Thursday, October 27, 2011

All By Myself

I gave up real vegetable production gardening when I came to northern coastal California in '74. I had had real vegetable gardens in the Midwest, the last, a half-acre spectacle in the countryside north of Milwaukee. I got it going, got the local farmer to disc the ground, fallow for years, and I sweetened up the soil with lots of manure. I planted it out and then departed for California. I surrendered it to the care of others in our big group house to weed and harvest but they smoked too much and left it, I heard, overgrown with festering and rotting unpicked tomatoes and broccoli, potatoes molding under the nice straw mounds. It was sad to hear that all my hard work, that potential bounty, had succumbed to ruin. I had taken courses at the University of Wisconsin AG School in soil science, soil chemistry and vegetable production. My gardens were bountiful and surprising in their productivity. I felt a bit like a pro.

In California it was all different; challenges I’d never faced. First, the clay soil; the addition of sand to loosen it up as I had done in Wisconsin created an aggregate; turned the ground to concrete. Soil in the West needs a huge amount of work to make a go, with the addition of deer proofing and the constant irrigation needed in the blazing summer and the cool foggy nights made it difficult for fruit to set, gave vegetable gardening a new set of problems. Gophers 'll kill off any remaining drop of enthusiasm. I was spoiled by the deep topsoil and moist warm nights of the Midwest.

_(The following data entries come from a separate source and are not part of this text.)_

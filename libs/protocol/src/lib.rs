//! Application protocol classification for the single-port proxy.
//!
//! This library decides, from the first bytes of a connection, which
//! application protocol the client speaks:
//! - TLS handshake records (`0x16 0x03 ..`) are HTTPS
//! - a known HTTP method token followed by a space is HTTP
//! - an XML prolog or an XMPP stream header is Jabber
//! - anything else is Unknown
//!
//! Classification is a pure function over a byte prefix. It never owns or
//! consumes the bytes; callers peek at the stream, classify, and only then
//! decide how to consume what they buffered.

use std::fmt;
use std::time::Duration;

use thiserror::Error;

/// Maximum number of bytes the detector ever needs to look at.
pub const PEEK_LEN: usize = 32;

/// TLS record content type for handshake messages.
const TLS_HANDSHAKE: u8 = 0x16;

/// Major version byte shared by SSL 3.0 and every TLS version.
const TLS_MAJOR_VERSION: u8 = 0x03;

/// HTTP method tokens recognised at the start of a connection.
pub const HTTP_METHODS: [&[u8]; 9] = [
    b"GET ",
    b"POST ",
    b"PUT ",
    b"DELETE ",
    b"HEAD ",
    b"OPTIONS ",
    b"CONNECT ",
    b"PATCH ",
    b"TRACE ",
];

/// Prefixes that open an XMPP (Jabber) client stream.
pub const JABBER_PREFIXES: [&[u8]; 3] = [b"<?xml", b"<stream:stream", b"<stream"];

/// Protocol detected on a connection.
///
/// Derived once per connection from the peeked prefix.
#[derive(Debug, Clone, Copy, PartialEq, Eq, Hash)]
pub enum ProtocolTag {
    /// Plain HTTP/1.x request.
    Http,
    /// TLS handshake (HTTPS or any other TLS protocol).
    Https,
    /// XMPP client stream.
    Jabber,
    /// No rule matched.
    Unknown,
}

impl ProtocolTag {
    /// All tags, in a stable order.
    pub const ALL: [ProtocolTag; 4] = [
        ProtocolTag::Http,
        ProtocolTag::Https,
        ProtocolTag::Jabber,
        ProtocolTag::Unknown,
    ];

    /// Lowercase label for metrics and structured logs.
    pub fn as_label(&self) -> &'static str {
        match self {
            ProtocolTag::Http => "http",
            ProtocolTag::Https => "https",
            ProtocolTag::Jabber => "jabber",
            ProtocolTag::Unknown => "unknown",
        }
    }
}

impl fmt::Display for ProtocolTag {
    fn fmt(&self, f: &mut fmt::Formatter<'_>) -> fmt::Result {
        let name = match self {
            ProtocolTag::Http => "HTTP",
            ProtocolTag::Https => "HTTPS",
            ProtocolTag::Jabber => "Jabber",
            ProtocolTag::Unknown => "Unknown",
        };
        f.write_str(name)
    }
}

/// Detection errors.
#[derive(Debug, Error)]
pub enum DetectionError {
    /// The stream ended before a single byte arrived.
    #[error("insufficient data: stream closed before any bytes were received")]
    InsufficientData,

    /// The client did not send enough bytes within the detection window.
    #[error("protocol detection timed out after {0:?}")]
    Timeout(Duration),

    /// Reading the prefix failed.
    #[error("failed to peek bytes: {0}")]
    Io(#[from] std::io::Error),
}

/// Outcome of classifying a (possibly incomplete) prefix.
#[derive(Debug, Clone, Copy, PartialEq, Eq)]
pub enum Classification {
    /// The prefix already determines the protocol; more bytes cannot change it.
    Decided(ProtocolTag),
    /// A longer prefix could still change the outcome.
    NeedMore,
}

/// Classify a prefix that may still grow.
///
/// Rules are evaluated in priority order (TLS, HTTP, Jabber) and the first
/// match wins. `NeedMore` is returned only while the prefix is shorter than
/// [`PEEK_LEN`] and could still become one of the recognised prefixes.
pub fn classify(data: &[u8]) -> Classification {
    if data.is_empty() {
        return Classification::NeedMore;
    }

    if data[0] == TLS_HANDSHAKE {
        match data.get(1) {
            // A lone handshake byte is not enough to call it TLS.
            None => return Classification::NeedMore,
            Some(&TLS_MAJOR_VERSION) => return Classification::Decided(ProtocolTag::Https),
            Some(_) => {}
        }
    }

    if HTTP_METHODS.iter().any(|method| data.starts_with(method)) {
        return Classification::Decided(ProtocolTag::Http);
    }

    if JABBER_PREFIXES.iter().any(|prefix| data.starts_with(prefix)) {
        return Classification::Decided(ProtocolTag::Jabber);
    }

    if data.len() < PEEK_LEN && could_still_match(data) {
        Classification::NeedMore
    } else {
        Classification::Decided(ProtocolTag::Unknown)
    }
}

/// Classify a prefix that will not grow any further (end of stream, or
/// a complete in-memory buffer).
pub fn classify_final(data: &[u8]) -> Result<ProtocolTag, DetectionError> {
    if data.is_empty() {
        return Err(DetectionError::InsufficientData);
    }

    match classify(data) {
        Classification::Decided(tag) => Ok(tag),
        Classification::NeedMore => Ok(ProtocolTag::Unknown),
    }
}

/// True if `data` is a strict prefix of some recognised token.
fn could_still_match(data: &[u8]) -> bool {
    HTTP_METHODS
        .iter()
        .chain(JABBER_PREFIXES.iter())
        .any(|token| token.len() > data.len() && token.starts_with(data))
}
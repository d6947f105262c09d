//! Proxy configuration.
//!
//! Sources, lowest precedence first: built-in defaults, the TOML file
//! (`--config`, else `./portmux.toml` when present), then command-line
//! flags and their `PORTMUX_*` environment variables.

use std::fs;
use std::io;
use std::net::{IpAddr, SocketAddr};
use std::path::{Path, PathBuf};
use std::time::Duration;

use clap::Parser;
use directories::UserDirs;
use serde::Deserialize;
use thiserror::Error;

use crate::dialer::{split_host_port, Socks5Config, UpstreamDialer};
use crate::proxy::{ListenerConfig, RouterConfig};
use crate::tls::{CertificateConfig, GenerationParams};

/// Config file picked up from the working directory when `--config` is
/// not given.
pub const DEFAULT_CONFIG_FILE: &str = "portmux.toml";

const LOG_LEVELS: [&str; 5] = ["trace", "debug", "info", "warn", "error"];

const MAX_VALIDITY_DAYS: u32 = 3650;

#[derive(Debug, Error)]
pub enum ConfigError {
    #[error("failed to read config file {}: {source}", path.display())]
    Read {
        path: PathBuf,
        #[source]
        source: io::Error,
    },

    #[error("failed to parse config file {}: {source}", path.display())]
    Parse {
        path: PathBuf,
        #[source]
        source: toml::de::Error,
    },

    #[error("invalid SOCKS5 URL {url}: {reason}")]
    InvalidSocks5Url { url: String, reason: String },

    #[error("invalid {field}: {reason}")]
    Invalid { field: &'static str, reason: String },
}

impl ConfigError {
    fn invalid(field: &'static str, reason: impl Into<String>) -> Self {
        ConfigError::Invalid {
            field,
            reason: reason.into(),
        }
    }
}

/// Single-port protocol-sniffing proxy.
#[derive(Debug, Default, Parser)]
#[command(name = "portmux")]
#[command(author, version, about, long_about = None)]
pub struct Cli {
    /// Path to a TOML config file.
    #[arg(short, long, env = "PORTMUX_CONFIG", value_name = "FILE")]
    pub config: Option<PathBuf>,

    /// Port to listen on.
    #[arg(short, long, env = "PORTMUX_PORT")]
    pub port: Option<u16>,

    /// Address to bind to.
    #[arg(long, env = "PORTMUX_BIND", value_name = "ADDR")]
    pub bind: Option<String>,

    /// Upstream SOCKS5 relay (socks5://[user:pass@]host:port).
    #[arg(long, env = "PORTMUX_SOCKS5_PROXY", value_name = "URL")]
    pub socks5_proxy: Option<String>,

    /// Log level (trace, debug, info, warn, error).
    #[arg(long, env = "PORTMUX_LOG_LEVEL")]
    pub log_level: Option<String>,

    /// Port for the admin endpoint.
    #[arg(long, env = "PORTMUX_METRICS_PORT")]
    pub metrics_port: Option<u16>,

    /// Do not start the admin endpoint.
    #[arg(long, env = "PORTMUX_DISABLE_METRICS")]
    pub disable_metrics: bool,
}
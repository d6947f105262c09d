//! Single-port proxy: protocol detection, routing and relay.
//!
//! ## Architecture
//!
//! ```text
//! Client -> ProxyServer -> detect -> ConnectionRouter -> UpstreamDialer -> Upstream
//!                                          |                  (direct or SOCKS5)
//!                                     HTTP head parse
//! ```
//!
//! ## Usage
//!
//! ```ignore
//! use portmux_proxy::proxy::{ConnectionRouter, ListenerConfig, ProxyServer, RouterConfig};
//!
//! let router = ConnectionRouter::new(RouterConfig::default(), UpstreamDialer::direct(), metrics.clone());
//! let server = ProxyServer::bind(ListenerConfig::new("0.0.0.0:8443".parse()?), router, metrics).await?;
//! let handle = server.start()?;
//! handle.shutdown(Duration::from_secs(30)).await?;
//! ```

pub mod http;
mod listener;
pub mod peek;
mod relay;
mod router;

pub use http::{parse_request_head, RequestHead};
pub use listener::{
    ListenerConfig, ProxyServer, ServerHandle, ServerState, ServerStatus,
    DEFAULT_ACCEPT_POLL_INTERVAL, DEFAULT_MAX_CONNECTIONS,
};
pub use peek::{detect, detect_with_timeout, PeekableStream};
pub use relay::{relay, RelayStats};
pub use router::{
    ConnectionRouter, RouterConfig, SessionSummary, DEFAULT_DETECT_TIMEOUT,
    DEFAULT_HTTPS_UPSTREAM, DEFAULT_JABBER_UPSTREAM,
};
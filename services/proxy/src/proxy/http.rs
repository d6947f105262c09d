//! HTTP/1.x request heads: parsing and upstream target resolution.
//!
//! Only the head is parsed. The bytes themselves are never rewritten; the
//! router forwards them to the upstream exactly as the client sent them.

use tokio::io::AsyncRead;

use super::peek::PeekableStream;
use crate::error::{ParseError, SessionError};

/// Header slots parsed without allocating. Larger heads spill to the heap;
/// the head size limit bounds them.
pub const INLINE_HEADERS: usize = 64;

/// Default upper bound on the size of a request head.
pub const DEFAULT_MAX_REQUEST_HEAD: usize = 64 * 1024;

/// Default port for CONNECT targets without one.
pub const CONNECT_DEFAULT_PORT: u16 = 443;

/// Default port for plain requests without one.
pub const HTTP_DEFAULT_PORT: u16 = 80;

/// Parsed request line and the headers the router needs.
#[derive(Debug, Clone, PartialEq, Eq)]
pub struct RequestHead {
    pub method: String,
    /// Request target as sent: origin-form, absolute-form or authority-form.
    pub target: String,
    pub host_header: Option<String>,
    /// Length of the head in bytes, including the terminating blank line.
    pub head_len: usize,
}

impl RequestHead {
    pub fn is_connect(&self) -> bool {
        self.method.eq_ignore_ascii_case("CONNECT")
    }

    /// `host:port` of the upstream this request asks for.
    ///
    /// CONNECT uses the authority-form target (port 443 when absent). Other
    /// methods use the absolute-form authority when present, otherwise the
    /// `Host` header (port 80 when absent).
    pub fn upstream_addr(&self) -> Result<String, ParseError> {
        if self.is_connect() {
            return with_default_port(&self.target, CONNECT_DEFAULT_PORT);
        }

        let authority = absolute_form_authority(&self.target)
            .or(self.host_header.as_deref())
            .map(str::trim)
            .filter(|authority| !authority.is_empty())
            .ok_or(ParseError::MissingHost)?;

        with_default_port(authority, HTTP_DEFAULT_PORT)
    }
}

/// Parse a complete request head from `buf`.
///
/// Returns `Ok(None)` while the head is still incomplete.
pub fn parse_request_head(buf: &[u8]) -> Result<Option<RequestHead>, ParseError> {
    let mut inline = [httparse::EMPTY_HEADER; INLINE_HEADERS];
    let mut spilled = Vec::new();
    // Each header takes at least one line, so there is always a free slot.
    let lines = buf.iter().filter(|b| **b == b'\n').count() + 1;
    let headers = if lines <= INLINE_HEADERS {
        &mut inline[..]
    } else {
        spilled.resize(lines, httparse::EMPTY_HEADER);
        &mut spilled[..]
    };
    let mut request = httparse::Request::new(headers);

    let head_len = match request.parse(buf) {
        Ok(httparse::Status::Complete(len)) => len,
        Ok(httparse::Status::Partial) => return Ok(None),
        Err(e) => return Err(ParseError::Malformed(e.to_string())),
    };

    let method = request
        .method
        .ok_or_else(|| ParseError::Malformed("missing method".to_string()))?;
    let target = request
        .path
        .ok_or_else(|| ParseError::Malformed("missing request target".to_string()))?;

    let host_header = request
        .headers
        .iter()
        .find(|header| header.name.eq_ignore_ascii_case("host"))
        .map(|header| String::from_utf8_lossy(header.value).into_owned());

    Ok(Some(RequestHead {
        method: method.to_string(),
        target: target.to_string(),
        host_header,
        head_len,
    }))
}

/// Buffer and parse a request head without consuming it.
pub async fn read_request_head<S: AsyncRead + Unpin>(
    stream: &mut PeekableStream<S>,
    max_head: usize,
) -> Result<RequestHead, SessionError> {
    loop {
        if let Some(head) = parse_request_head(stream.buffered())? {
            return Ok(head);
        }
        if stream.buffered().len() >= max_head {
            return Err(ParseError::HeadTooLarge(max_head).into());
        }
        if stream.fill().await? == 0 {
            return Err(ParseError::Incomplete.into());
        }
    }
}

/// Authority of an absolute-form target (`http://host:port/path`).
fn absolute_form_authority(target: &str) -> Option<&str> {
    let (scheme, rest) = target.split_once("://")?;
    if scheme.is_empty() || !scheme.chars().all(|c| c.is_ascii_alphanumeric() || "+-.".contains(c)) {
        return None;
    }

    let end = rest.find(['/', '?', '#']).unwrap_or(rest.len());
    let authority = &rest[..end];
    // Drop userinfo.
    Some(authority.rsplit_once('@').map_or(authority, |(_, host)| host))
}

/// Append `default_port` unless `authority` already carries a port.
fn with_default_port(authority: &str, default_port: u16) -> Result<String, ParseError> {
    let authority = authority.trim();
    if authority.is_empty() {
        return Err(ParseError::MissingHost);
    }

    if let Some(rest) = authority.strip_prefix('[') {
        // IPv6 literal: "[::1]" or "[::1]:8080".
        let (_, after) = rest
            .split_once(']')
            .ok_or_else(|| ParseError::Malformed(format!("unterminated IPv6 literal: {authority}")))?;
        return match after {
            "" => Ok(format!("{authority}:{default_port}")),
            port if port.starts_with(':') && valid_port(&port[1..]) => Ok(authority.to_string()),
            _ => Err(ParseError::Malformed(format!("invalid authority: {authority}"))),
        };
    }

    match authority.rsplit_once(':') {
        None => Ok(format!("{authority}:{default_port}")),
        Some((host, port)) if !host.is_empty() && !host.contains(':') && valid_port(port) => {
            Ok(authority.to_string())
        }
        // Bare IPv6 without brackets.
        Some(_) if authority.parse::<std::net::Ipv6Addr>().is_ok() => {
            Ok(format!("[{authority}]:{default_port}"))
        }
        Some(_) => Err(ParseError::Malformed(format!("invalid authority: {authority}"))),
    }
}

fn valid_port(port: &str) -> bool {
    !port.is_empty() && port.parse::<u16>().is_ok()
}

I don’t have production gardens any more but, of course, it’s done very successfully here. We subscribe to the local vegetable box once a week and from May to October we get fresh veggies, organic heirloom varieties. We've got a few tomatoes set out every year, sometimes peppers and squash and popcorn for the dramatic big stalks, but no garden you'd rely on for food. Mostly we grow flowers with a few fruit trees. Lots of flowers the deer don't bother, four kinds of lavender, rosemary, ceanothus and bunches of daffodils the gophers hate—sometimes they even dig them up. You’ll find a bulb or two dug up and laid out on the grass every spring. This morning on my walk about sunrise I see a clump of Iris' growing in the little circle garden at the top of the drive, it’s got daffodils and lavender growing under an adolescent oak. This clump has a couple of low growing big white lettuce-y flowers, pristine and dewy with lots of buds about to take off their tight green pants and show you their goods. These you couldn't plant, they are the wild Douglas Irises. I call Judith over to look; she says, "Gosh they did that all by themselves."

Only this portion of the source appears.